As a devoted peace activist who feels deep in his heart he and others of his ilk were correct about Iraq in 2003, I submit to you, gentle reader, there is another way. The militarist right will cough and sputter at this, but that’s because a devotion to vengeance inclines them to be rotten listeners concerning anything but their own paranoia, as it inclines them to misconstrue or silence everything uncomfortable and confusing. They will not allow their precious vengeance cycle to be debunked.
A mature, realistic peacemaker will be the first to tell you, once the cycle of violence has gotten to the point there’s suicide bombers looking to blow themselves up in your midst or psychopathic killers looking to chop off your head, the peace process needs to concentrate on self preservation. It’s important, here, not to escalate beyond self-preservation into a vengeful orgy.
What seems to me the most important point to make here is the need for serious, socially respected peace talks that work on a separate track from the war-making track. Yes, there is a problem with this, and that is people who live for vengeance don’t extend much respect to those who would talk peace with counterparts of the demonized enemy. And vengeance lovers tend to be the ones with the guns, the police and the prisons.

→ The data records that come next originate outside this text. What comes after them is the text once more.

/*
 * Copyright 2025 Vijaykumar Singh
 *
 * Licensed under the Apache License, Version 2.0 (the "License");
 * you may not use this file except in compliance with the License.
 * You may obtain a copy of the License at
 *
 *     http://www.apache.org/licenses/LICENSE-2.0
 *
 * Unless required by applicable law or agreed to in writing, software
 * distributed under the License is distributed on an "AS IS" BASIS,
 * WITHOUT WARRANTIES OR CONDITIONS OF ANY KIND, either express or implied.
 * See the License for the specific language governing permissions and
 * limitations under the License.
 */

//! Binary layout primitives
//!
//! ```text
//! +--------------------------------------------------------------+
//! | magic "MMDB" | version | sample rate | joints | frames | flags |
//! | section count | section table: (offset, length, count) x 12   |
//! +--------------------------------------------------------------+
//! | fixed-size record tables, one per section, little endian      |
//! | arena: strings, payloads, tag lists, metric and codebook data |
//! +--------------------------------------------------------------+
//! | CRC32 of everything above                                     |
//! +--------------------------------------------------------------+
//! ```
//!
//! All offsets are absolute positions in the blob except [`ArenaRef`]s, which are
//! relative to the start of the arena section.

use crate::core::error::DataIntegrityError;
use crate::core::types::EndOfSegmentPolicy;

pub const MAGIC: [u8; 4] = *b"MMDB";
pub const FORMAT_VERSION: u32 = 1;
pub const CHECKSUM_SIZE: usize = 4;
const SECTION_ENTRY_SIZE: usize = 12;
const FIXED_HEADER_SIZE: usize = 28;
pub const HEADER_SIZE: usize = FIXED_HEADER_SIZE + Section::COUNT * SECTION_ENTRY_SIZE;

type Result<T> = std::result::Result<T, DataIntegrityError>;

#[derive(Debug, Clone, Copy, PartialEq, Eq, Hash)]
pub enum Section {
    Joints,
    Segments,
    Intervals,
    Types,
    Traits,
    Tags,
    Markers,
    TagLists,
    Metrics,
    CodeBooks,
    Transforms,
    Arena,
}

impl Section {
    pub const COUNT: usize = 12;

    pub const ALL: [Section; Section::COUNT] = [
        Section::Joints,
        Section::Segments,
        Section::Intervals,
        Section::Types,
        Section::Traits,
        Section::Tags,
        Section::Markers,
        Section::TagLists,
        Section::Metrics,
        Section::CodeBooks,
        Section::Transforms,
        Section::Arena,
    ];

    pub fn name(self) -> &'static str {
        match self {
            Section::Joints => "joints",
            Section::Segments => "segments",
            Section::Intervals => "intervals",
            Section::Types => "types",
            Section::Traits => "traits",
            Section::Tags => "tags",
            Section::Markers => "markers",
            Section::TagLists => "tag_lists",
            Section::Metrics => "metrics",
            Section::CodeBooks => "codebooks",
            Section::Transforms => "transforms",
            Section::Arena => "arena",
        }
    }

    pub fn index(self) -> usize {
        self as usize
    }
}

/// Position of one section in the blob.
#[derive(Debug, Clone, Copy, Default, PartialEq, Eq)]
pub struct SectionEntry {
    pub offset: u32,
    pub length: u32,
    pub count: u32,
}

impl SectionEntry {
    pub fn range(&self) -> std::ops::Range<usize> {
        self.offset as usize..self.offset as usize + self.length as usize
    }
}

#[derive(Debug, Clone, PartialEq)]
pub struct Header {
    pub version: u32,
    pub sample_rate: f32,
    pub num_joints: u32,
    pub num_frames: u32,
    pub extraction_policy: EndOfSegmentPolicy,
    pub sections: [SectionEntry; Section::COUNT],
}

impl Header {
    pub fn section(&self, section: Section) -> &SectionEntry {
        &self.sections[section.index()]
    }

    pub fn write(&self, out: &mut ByteWriter) {
        out.put_bytes(&MAGIC);
        out.put_u32(self.version);
        out.put_f32(self.sample_rate);
        out.put_u32(self.num_joints);
        out.put_u32(self.num_frames);
        out.put_u32(match self.extraction_policy {
            EndOfSegmentPolicy::Saturate => 0,
            EndOfSegmentPolicy::FollowLink => 1,
        });
        out.put_u32(Section::COUNT as u32);
        for entry in &self.sections {
            out.put_u32(entry.offset);
            out.put_u32(entry.length);
            out.put_u32(entry.count);
        }
    }

    pub fn read(reader: &mut ByteReader<'_>) -> Result<Self> {
        let magic = reader.take(4)?;
        if magic != MAGIC {
            let mut found = [0u8; 4];
            found.copy_from_slice(magic);
            return Err(DataIntegrityError::BadMagic(found));
        }
        let version = reader.u32()?;
        if version != FORMAT_VERSION {
            return Err(DataIntegrityError::UnsupportedVersion {
                found: version,
                expected: FORMAT_VERSION,
            });
        }
        let sample_rate = reader.f32()?;
        let num_joints = reader.u32()?;
        let num_frames = reader.u32()?;
        let extraction_policy = match reader.u32()? {
            0 => EndOfSegmentPolicy::Saturate,
            1 => EndOfSegmentPolicy::FollowLink,
            other => {
                return Err(DataIntegrityError::Payload(format!(
                    "unknown end-of-segment policy {}",
                    other
                )))
            }
        };
        let section_count = reader.u32()? as usize;
        if section_count != Section::COUNT {
            return Err(DataIntegrityError::Payload(format!(
                "expected {} sections, found {}",
                Section::COUNT,
                section_count
            )));
        }
        let mut sections = [SectionEntry::default(); Section::COUNT];
        for entry in sections.iter_mut() {
            entry.offset = reader.u32()?;
            entry.length = reader.u32()?;
            entry.count = reader.u32()?;
        }
        Ok(Self {
            version,
            sample_rate,
            num_joints,
            num_frames,
            extraction_policy,
            sections,
        })
    }
}

/// `(offset, length)` in bytes, relative to the arena section.
#[derive(Debug, Clone, Copy, Default, PartialEq, Eq, Hash)]
pub struct ArenaRef {
    pub offset: u32,
    pub length: u32,
}

impl ArenaRef {
    pub fn resolve<'a>(&self, arena: &'a [u8], what: &'static str) -> Result<&'a [u8]> {
        let start = self.offset as usize;
        start
            .checked_add(self.length as usize)
            .and_then(|end| arena.get(start..end))
            .ok_or(DataIntegrityError::InvalidReference {
                what,
                index: self.offset as i64,
            })
    }

    pub fn resolve_str<'a>(&self, arena: &'a [u8], what: &'static str) -> Result<&'a str> {
        std::str::from_utf8(self.resolve(arena, what)?)
            .map_err(|e| DataIntegrityError::Payload(format!("{} is not UTF-8: {}", what, e)))
    }

    pub fn resolve_f32s(&self, arena: &[u8], what: &'static str) -> Result<Vec<f32>> {
        let bytes = self.resolve(arena, what)?;
        if bytes.len() % 4 != 0 {
            return Err(DataIntegrityError::Payload(format!(
                "{} length {} is not a multiple of 4",
                what,
                bytes.len()
            )));
        }
        Ok(bytes
            .chunks_exact(4)
            .map(|b| f32::from_le_bytes([b[0], b[1], b[2], b[3]]))
            .collect())
    }

    pub fn resolve_i32s(&self, arena: &[u8], what: &'static str) -> Result<Vec<i32>> {
        let bytes = self.resolve(arena, what)?;
        if bytes.len() % 4 != 0 {
            return Err(DataIntegrityError::Payload(format!(
                "{} length {} is not a multiple of 4",
                what,
                bytes.len()
            )));
        }
        Ok(bytes
            .chunks_exact(4)
            .map(|b| i32::from_le_bytes([b[0], b[1], b[2], b[3]]))
            .collect())
    }
}

/// Fixed-size little-endian table entry.
pub trait Record: Sized {
    const SIZE: usize;

    fn write(&self, out: &mut ByteWriter);

    fn read(reader: &mut ByteReader<'_>) -> Result<Self>;
}

#[derive(Debug, Default, Clone)]
pub struct ByteWriter {
    buffer: Vec<u8>,
}

impl ByteWriter {
    pub fn new() -> Self {
        Self::default()
    }

    pub fn with_capacity(capacity: usize) -> Self {
        Self {
            buffer: Vec::with_capacity(capacity),
        }
    }

    pub fn len(&self) -> usize {
        self.buffer.len()
    }

    pub fn is_empty(&self) -> bool {
        self.buffer.is_empty()
    }

    pub fn put_u32(&mut self, value: u32) {
        self.buffer.extend_from_slice(&value.to_le_bytes());
    }

    pub fn put_i32(&mut self, value: i32) {
        self.buffer.extend_from_slice(&value.to_le_bytes());
    }

    pub fn put_f32(&mut self, value: f32) {
        self.buffer.extend_from_slice(&value.to_le_bytes());
    }

    pub fn put_bytes(&mut self, bytes: &[u8]) {
        self.buffer.extend_from_slice(bytes);
    }

    pub fn put_arena_ref(&mut self, reference: ArenaRef) {
        self.put_u32(reference.offset);
        self.put_u32(reference.length);
    }

    pub fn pad_to(&mut self, alignment: usize) {
        while self.buffer.len() % alignment != 0 {
            self.buffer.push(0);
        }
    }

    pub fn as_slice(&self) -> &[u8] {
        &self.buffer
    }

    pub fn into_inner(self) -> Vec<u8> {
        self.buffer
    }
}

/// Bounds-checked cursor over a byte slice.
#[derive(Debug, Clone)]
pub struct ByteReader<'a> {
    bytes: &'a [u8],
    position: usize,
}

impl<'a> ByteReader<'a> {
    pub fn new(bytes: &'a [u8]) -> Self {
        Self { bytes, position: 0 }
    }

    pub fn position(&self) -> usize {
        self.position
    }

    pub fn remaining(&self) -> usize {
        self.bytes.len().saturating_sub(self.position)
    }

    pub fn take(&mut self, count: usize) -> Result<&'a [u8]> {
        let end = self
            .position
            .checked_add(count)
            .filter(|end| *end <= self.bytes.len())
            .ok_or(DataIntegrityError::Truncated {
                needed: self.position.saturating_add(count),
                available: self.bytes.len(),
            })?;
        let slice = &self.bytes[self.position..end];
        self.position = end;
        Ok(slice)
    }

    fn array4(&mut self) -> Result<[u8; 4]> {
        let bytes = self.take(4)?;
        Ok([bytes[0], bytes[1], bytes[2], bytes[3]])
    }

    pub fn u32(&mut self) -> Result<u32> {
        self.array4().map(u32::from_le_bytes)
    }

    pub fn i32(&mut self) -> Result<i32> {
        self.array4().map(i32::from_le_bytes)
    }

    pub fn f32(&mut self) -> Result<f32> {
        self.array4().map(f32::from_le_bytes)
    }

    pub fn arena_ref(&mut self) -> Result<ArenaRef> {
        Ok(ArenaRef {
            offset: self.u32()?,
            length: self.u32()?,
        })
    }
}

/// Append-only arena used while writing a blob.
#[derive(Debug, Default)]
pub struct ArenaWriter {
    writer: ByteWriter,
}

impl ArenaWriter {
    pub fn new() -> Self {
        Self::default()
    }

    pub fn push_bytes(&mut self, bytes: &[u8]) -> ArenaRef {
        self.writer.pad_to(4);
        let reference = ArenaRef {
            offset: self.writer.len() as u32,
            length: bytes.len() as u32,
        };
        self.writer.put_bytes(bytes);
        reference
    }

    pub fn push_str(&mut self, value: &str) -> ArenaRef {
        self.push_bytes(value.as_bytes())
    }

    pub fn push_f32s(&mut self, values: &[f32]) -> ArenaRef {
        let bytes: Vec<u8> = values.iter().flat_map(|v| v.to_le_bytes()).collect();
        self.push_bytes(&bytes)
    }

    pub fn push_i32s(&mut self, values: &[i32]) -> ArenaRef {
        let bytes: Vec<u8> = values.iter().flat_map(|v| v.to_le_bytes()).collect();
        self.push_bytes(&bytes)
    }

    pub fn into_inner(mut self) -> Vec<u8> {
        self.writer.pad_to(4);
        self.writer.into_inner()
    }
}

#[cfg(test)]
mod tests {
    use super::*;

    #[test]
    fn test_header_round_trip() {
        let mut sections = [SectionEntry::default(); Section::COUNT];
        sections[Section::Arena.index()] = SectionEntry { offset: 200, length: 16, count: 16 };
        let header = Header {
            version: FORMAT_VERSION,
            sample_rate: 30.0,
            num_joints: 4,
            num_frames: 90,
            extraction_policy: EndOfSegmentPolicy::FollowLink,
            sections,
        };

        let mut writer = ByteWriter::new();
        header.write(&mut writer);
        assert_eq!(writer.len(), HEADER_SIZE);

        let decoded = Header::read(&mut ByteReader::new(writer.as_slice())).unwrap();
        assert_eq!(decoded, header);
    }

    #[test]
    fn test_reader_bounds() {
        let mut reader = ByteReader::new(&[1, 0, 0, 0, 2]);
        assert_eq!(reader.u32().unwrap(), 1);
        assert!(matches!(
            reader.u32(),
            Err(DataIntegrityError::Truncated { needed: 8, available: 5 })
        ));
    }

    #[test]
    fn test_arena_refs() {
        let mut arena = ArenaWriter::new();
        let name = arena.push_str("walk");
        let floats = arena.push_f32s(&[1.5, -2.0]);
        assert_eq!(floats.offset % 4, 0);
        let bytes = arena.into_inner();

        assert_eq!(name.resolve_str(&bytes, "name").unwrap(), "walk");
        assert_eq!(floats.resolve_f32s(&bytes, "floats").unwrap(), vec![1.5, -2.0]);

        let dangling = ArenaRef { offset: 60, length: 8 };
        assert!(dangling.resolve(&bytes, "dangling").is_err());
    }
}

Since it’s above the fold in the news right now, I’ll use Israel/Palestine for an example. It seems to me the reason peace talks never work there is because they are totally reliant on a pre-existing climate of peace. This is as absurd as it is true. In other words, you have to have peace (a complete cessation of all violence) in order to begin talking about peace. The only workable solution is to have peace talks on a separate social track than war decisions. A useful checks and balance dynamic within the social contract. Peace talks would go on even as suicide bombers were blowing up buses and F16s were flattening apartment houses in the neighborhood.
The question is do the combatants really want peace — or do they actually want war? The answer too often seems to be no, they really don’t want peace. Mao Zedong’s conclusion that power grows out of the barrel of a gun seems to prevail in the United States and in the Middle East.
Dennis Kucinich, I believe, raised the idea of a Department of Peace. We should not be surprised that it didn’t get very far. But it or something like it would be the perfect vehicle for a two-track socially-condoned dialogic structure that would prevent the serious work of peacemaking — to include forgiveness as opposed to vengeance — from being crushed or reduced to waving subversive signs in the streets.
I’ll close with George W. Bush in his bathtub. I fantasize that Mr. Bush finds his manly courage under the suds in that bathtub and publicly disowns his invasion of Iraq. On Good Morning America, he could make a plea for peace talks and forgiveness on a separate track distinct from the vengeful ravings of Senator McCain.
OK, so I’m not holding my breath. And, sure, it might take years for such talks to bear fruit, and by then, we might be in the midst of an apocalyptic war. But at least peacemaking would be culturally empowered and ready to pounce when the vengeance seekers wearied of their precious war. Peacemaking would not be under the boot, as it is now. As silly as it may seem to some, it really comes down to having the courage to honor Lennon’s plea, “All we are saying, is give peace a chance.”